By: Chris Murakamai
In a paper published in 1999, Ashrafi et al. showed that yeast cells maintained in stationary phase for a prolonged period of time displayed a reduced replicative life span. This reduction in life span was not due to permanent genetic damage however, since daughters and granddaughters of chronologically-aged mother cells showed no reduction in mean replicative life span and lived to the same extent that non-aged cells did. Our lab has previously shown that much of the reduction of chronological life span in synthetic medium can be attributed to a reduction in culture pH, more specifically the production of acetic acid during fermentative growth. This shortening of life span can be rescued by growth and subsequent chronological aging in media that promotes a higher culture pH such as buffering to a pH of 6.0, growth in YEPD, or dietary restriction by reduction in glucose concentration.
Currently we are now studying whether maintaining cells in media types that extend chronological life span will result in an extension in replicative life span as well.
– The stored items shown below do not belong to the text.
//! Metrics definitions for the portfolio service.
//!
//! All metrics follow Prometheus naming conventions:
//! - `portfolio_` prefix
//! - `_total` suffix for counters
//! - `_seconds` suffix for duration histograms
//!
//! # Cardinality
//!
//! Labels are bounded to prevent cardinality explosion:
//! - `method`: HTTP methods
//! - `endpoint`: the fixed route table, everything else is `/other`
//! - `status`: success, error, timeout
//! - `result`: valid, invalid, unavailable
//! - `language`: supported, plaintext (never the raw language id)

use metrics::{counter, histogram};
use metrics_exporter_prometheus::{Matcher, PrometheusBuilder, PrometheusHandle};
use std::time::Duration;

/// Initialize Prometheus metrics recorder and return the handle
/// for serving metrics via HTTP.
///
/// Must be called before any metrics are recorded.
///
/// # Errors
///
/// Returns error if Prometheus recorder fails to install (e.g., already installed).
pub fn init_metrics_recorder() -> Result<PrometheusHandle, String> {
    PrometheusBuilder::new()
        .set_buckets_for_metric(
            Matcher::Prefix("portfolio_http_request".to_string()),
            &[
                0.005, 0.010, 0.025, 0.050, 0.100, 0.250, 0.500, 1.000, 2.500, 5.000, 10.000,
            ],
        )
        .map_err(|e| format!("Failed to set HTTP request buckets: {e}"))?
        .install_recorder()
        .map_err(|e| format!("Failed to install Prometheus recorder: {e}"))
}

// ============================================================================
// HTTP Request Metrics
// ============================================================================

/// Record HTTP request completion
///
/// Metric: `portfolio_http_requests_total`, `portfolio_http_request_duration_seconds`
/// Labels: `method`, `endpoint`, `status`
///
/// This captures ALL HTTP responses including framework-level 404/405s.
pub fn record_http_request(method: &str, endpoint: &str, status_code: u16, duration: Duration) {
    let normalized_endpoint = normalize_endpoint(endpoint);
    let status = categorize_status_code(status_code);

    histogram!("portfolio_http_request_duration_seconds",
        "method" => method.to_string(),
        "endpoint" => normalized_endpoint.to_string(),
        "status" => status.to_string()
    )
    .record(duration.as_secs_f64());

    counter!("portfolio_http_requests_total",
        "method" => method.to_string(),
        "endpoint" => normalized_endpoint.to_string(),
        "status_code" => status_code.to_string()
    )
    .increment(1);
}

/// Categorize HTTP status code into success/error/timeout
fn categorize_status_code(status_code: u16) -> &'static str {
    match status_code {
        200..=299 => "success",
        408 | 504 => "timeout",
        _ => "error",
    }
}

/// Map a request path onto the fixed route table.
///
/// Query strings are never part of `path`, so `/v1/readme?repo=...` is
/// already reduced to `/v1/readme` by the caller.
fn normalize_endpoint(path: &str) -> &'static str {
    match path {
        "/" => "/",
        "/health" => "/health",
        "/ready" => "/ready",
        "/metrics" => "/metrics",
        "/private/download/resume" => "/private/download/resume",
        "/private/session" => "/private/session",
        "/v1/readme" => "/v1/readme",
        _ => "/other",
    }
}

// ============================================================================
// Access Token Metrics
// ============================================================================

/// Record the outcome of one access token verification.
///
/// Metric: `portfolio_token_verifications_total`
/// Labels: `result` ("valid", "invalid", "unavailable")
///
/// "unavailable" means the key set could not be fetched, which is an
/// operational problem rather than a bad credential.
pub fn record_token_verification(result: &str) {
    counter!("portfolio_token_verifications_total",
        "result" => result.to_string()
    )
    .increment(1);
}

/// Record a key set refresh attempt.
///
/// Metric: `portfolio_jwks_refresh_total`
/// Labels: `status` ("success", "error")
pub fn record_jwks_refresh(status: &str) {
    counter!("portfolio_jwks_refresh_total",
        "status" => status.to_string()
    )
    .increment(1);
}

// ============================================================================
// README Metrics
// ============================================================================

/// Record a GitHub README fetch.
///
/// Metric: `portfolio_readme_fetch_total`
/// Labels: `status` ("success", "not_found", "error", "invalid_url")
pub fn record_readme_fetch(status: &str) {
    counter!("portfolio_readme_fetch_total",
        "status" => status.to_string()
    )
    .increment(1);
}

/// Record one highlighted code block.
///
/// Metric: `portfolio_code_blocks_highlighted_total`
/// Labels: `language` ("supported", "plaintext")
pub fn record_code_block_highlighted(language: &str) {
    counter!("portfolio_code_blocks_highlighted_total",
        "language" => language.to_string()
    )
    .increment(1);
}

// ============================================================================
// Tests
// ============================================================================

#[cfg(test)]
#[allow(clippy::unwrap_used, clippy::expect_used)]
mod tests {
    use super::*;
    use metrics_util::debugging::{DebugValue, DebuggingRecorder};
    use metrics_util::MetricKind;

    /// Sum of all counter values named `name` carrying `label=value`.
    fn counter_value(
        snapshot: &[(
            metrics_util::CompositeKey,
            Option<metrics::Unit>,
            Option<metrics::SharedString>,
            DebugValue,
        )],
        name: &str,
        label: (&str, &str),
    ) -> u64 {
        snapshot
            .iter()
            .filter(|(key, _, _, _)| key.kind() == MetricKind::Counter)
            .filter(|(key, _, _, _)| key.key().name() == name)
            .filter(|(key, _, _, _)| {
                key.key()
                    .labels()
                    .any(|l| l.key() == label.0 && l.value() == label.1)
            })
            .map(|(_, _, _, value)| match value {
                DebugValue::Counter(v) => *v,
                _ => 0,
            })
            .sum()
    }

    #[test]
    fn test_record_http_request() {
        record_http_request("GET", "/health", 200, Duration::from_millis(5));
        record_http_request("GET", "/private/session", 401, Duration::from_millis(10));
        record_http_request("GET", "/v1/readme", 404, Duration::from_millis(150));
        record_http_request("GET", "/private/download/resume", 504, Duration::from_secs(30));
    }

    #[test]
    fn test_categorize_status_code() {
        assert_eq!(categorize_status_code(200), "success");
        assert_eq!(categorize_status_code(204), "success");
        assert_eq!(categorize_status_code(299), "success");

        assert_eq!(categorize_status_code(408), "timeout");
        assert_eq!(categorize_status_code(504), "timeout");

        assert_eq!(categorize_status_code(401), "error");
        assert_eq!(categorize_status_code(404), "error");
        assert_eq!(categorize_status_code(500), "error");
    }

    #[test]
    fn test_normalize_endpoint_known_paths() {
        assert_eq!(normalize_endpoint("/"), "/");
        assert_eq!(normalize_endpoint("/health"), "/health");
        assert_eq!(normalize_endpoint("/ready"), "/ready");
        assert_eq!(normalize_endpoint("/metrics"), "/metrics");
        assert_eq!(
            normalize_endpoint("/private/download/resume"),
            "/private/download/resume"
        );
        assert_eq!(normalize_endpoint("/private/session"), "/private/session");
        assert_eq!(normalize_endpoint("/v1/readme"), "/v1/readme");
    }

    #[test]
    fn test_normalize_endpoint_unknown_paths() {
        assert_eq!(normalize_endpoint("/private"), "/other");
        assert_eq!(normalize_endpoint("/private/download/resume/x"), "/other");
        assert_eq!(normalize_endpoint("/wp-login.php"), "/other");
    }

    #[test]
    fn test_token_verification_counter_labels() {
        let recorder = DebuggingRecorder::new();
        let snapshotter = recorder.snapshotter();

        metrics::with_local_recorder(&recorder, || {
            record_token_verification("valid");
            record_token_verification("invalid");
            record_token_verification("invalid");
            record_token_verification("unavailable");
        });

        let snapshot = snapshotter.snapshot().into_vec();
        assert_eq!(
            counter_value(
                &snapshot,
                "portfolio_token_verifications_total",
                ("result", "invalid")
            ),
            2
        );
        assert_eq!(
            counter_value(
                &snapshot,
                "portfolio_token_verifications_total",
                ("result", "unavailable")
            ),
            1
        );
    }

    #[test]
    fn test_service_counters_are_recorded() {
        let recorder = DebuggingRecorder::new();
        let snapshotter = recorder.snapshotter();

        metrics::with_local_recorder(&recorder, || {
            record_jwks_refresh("success");
            record_readme_fetch("not_found");
            record_code_block_highlighted("supported");
            record_code_block_highlighted("plaintext");
        });

        let snapshot = snapshotter.snapshot().into_vec();
        assert_eq!(
            counter_value(
                &snapshot,
                "portfolio_jwks_refresh_total",
                ("status", "success")
            ),
            1
        );
        assert_eq!(
            counter_value(
                &snapshot,
                "portfolio_readme_fetch_total",
                ("status", "not_found")
            ),
            1
        );
        assert_eq!(
            counter_value(
                &snapshot,
                "portfolio_code_blocks_highlighted_total",
                ("language", "plaintext")
            ),
            1
        );
    }
}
To perform these studies, we will age stationary phase cells in standard synthetic medium as well as several media conditions known to extend chronological life span. At set time points, a small aliquot of cells will be removed from the aged cultures and be spotted onto YEPD plates, where single cells will be set up and the number of divisions will be counted.
These studies could provide another important link between the chronological and replicative aging models, two aging paradigms generally thought to be distinct.